The change was driven by the independent labels. When the majors saw how much money there was to be made, they moved in. RCA bought Presley's contract from Sun, while Columbia stole Cash. These labels immediately set out to emasculate the singers they had bought, fearing the energy, verve and sheer sexiness of their music was a corporate embarrassment. As Clyde McPhatter, a top rhythm-and-blues singer for Atlantic Records, said of his new label, Mercury, "They pay a lot of money for my music and then they won't let me make the music they paid for."

With Elvis recording soft ballads and being drafted, with Lewis banned from the airwaves for marrying his 13-year-old cousin and Cash neutered, we entered a dead age of rock. It was an age that considered Frankie Avalon, Fabian and Annette Funicello rock 'n' rollers. The times were ripe for an infusion of something different, and the Kingston Trio provided it. Folk music had undergone a brief flirtation with popular success during the rise of Pete Seeger's group, the Weavers, in the late '40s, but the blacklisting of that group because of its leftwing political affiliations had killed the music. The Kingston Trio resurrected it.

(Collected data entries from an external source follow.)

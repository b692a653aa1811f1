use crate::cache::PlaylistCache;
use crate::server::state::AppState;
use axum::{Json, extract::State};
use serde_json::{Value, json};

/// Liveness check with build version, uptime and playlist cache size
pub async fn health_check(State(state): State<AppState>) -> Json<Value> {
    Json(json!({
        "status": "ok",
        "version": env!("CARGO_PKG_VERSION"),
        "timestamp": chrono::Utc::now().to_rfc3339(),
        "uptime_seconds": state.started_at.elapsed().as_secs(),
        "playlist_cache": {
            "enabled": state.cache.is_some(),
            "entries": state.cache.as_ref().and_then(|c| c.entry_count()),
        },
    }))
}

By resurrecting the music, they also brought back to life an old argument: whose folk music shall we listen to? If it is popular and successful, is it still folk music? Since they had a huge following and sold a ton of records, they Trio was looked at as the epitome of commercialism in folk music and was somehow not pure enough for the purists. It's sort of like John Dewey and progressive education; just as Dewey was blamed for the excesses of his followers, the Trio was blamed for the wretchedness of all the singers who imitated them. As Irwin Silber complained as early as 1964: the sudden proliferation of folk trios, quartets, septets and junior-sized orchestras introduced new sounds into folk music at a breakneck pace. Those who had valued the traditional qualities of folk music were almost overwhelmed by the rapidity with which the gimmick-makers took over the name, the form and the organization of folk music.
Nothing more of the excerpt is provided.